According to state documents, which can be found on the state website by county, these are some details of each incident:

1. At Kaiser Foundation Hospital, Oakland, Alameda County, a healthy 29-year-old woman was having a congenital birthmark removed from her upper lip. The physician used a Sharplan laser with helium.

But as soon as the laser wand was activated near the birthmark, "the patient's face and neck began to swell up 'secondary to the helium gas of the laser device,'" trapping air. The patient's blood pressure began to fall and a code blue resuscitation was unsuccessful.

State investigators said that the ear-nose-throat (ENT) specialist failed to read or follow extensive warnings in the device's 30-page manual that specifically instructed proper laser positioning to avoid a gas embolism. Hospital policy regarding privileges for the ENT department "is not per device but rather per condition or anatomic location" and "lasers are not part of the checking process that the operating room manager does."

The physician involved told investigators he didn't realize the device's high pressure, and said "I did not read the manual (with instructions for use.)"

The penalty is $100,000. This is the hospital's third penalty.

2. At Kaiser Foundation Hospital, San Diego County, an 85-year-old man admitted for surgery to remove his left kidney, which had a mass, instead woke up without his right one.

The surgical suite did not have the patient's radiology images, which could have prompted the surgery team to catch the mistake, because the surgeon did not think they "were relevant to this case because the procedure did not require a review of the anatomy or vasculature."

The case was complicated by the fact that the patient himself "pointed to" the right, incorrect, kidney, misidentifying the one that was diseased, and the surgical team didn't independently check.

The error was discovered only after the pathologist told the surgeon that there was no mass in the removed kidney submitted for testing. The patient became tearful in describing the incident to state investigators, saying he now suffers "chronic fatigue," is unable to "perform his previously enjoyed hobbies of dancing and golfing," and is solely dependent on his wife and other family members.

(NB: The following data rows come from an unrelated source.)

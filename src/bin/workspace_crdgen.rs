use kube::CustomResourceExt;

fn main() -> anyhow::Result<()> {
    print!(
        "{}",
        serde_yaml::to_string(&workspaces_controller::resources::workspaces::Workspace::crd())?
    );
    Ok(())
}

The penalty is $75,000. This is the hospital's second penalty.

3. At Kaiser Foundation Hospital, San Rafael, Marin County, surgeons neglected to remove a 3- or 4-inch piece of iodoform- impregnated gauze. The epigastric procedure required three separate sterile instrument and supply table set ups, and multiple technicians and a surgeon, none of whom remembered the gauze being used during the procedure.

The retained gauze was discovered five weeks after the patient's surgery when she felt pain in her abdomen and went to see a doctor.

"Physician B. thought an incision on her abdomen was infected by a stitch underneath the skin," says the state report. The patient stated "that the physician opened up the incision and pulled a long strip of gauze out of her abdominal area."

A member of the surgical staff told investigators that the hospital's surgical object count policy required a count of sponges, needles and sharps, but was not specific about other items such as gauze.

The penalty is $50,000. This is the hospital's first penalty.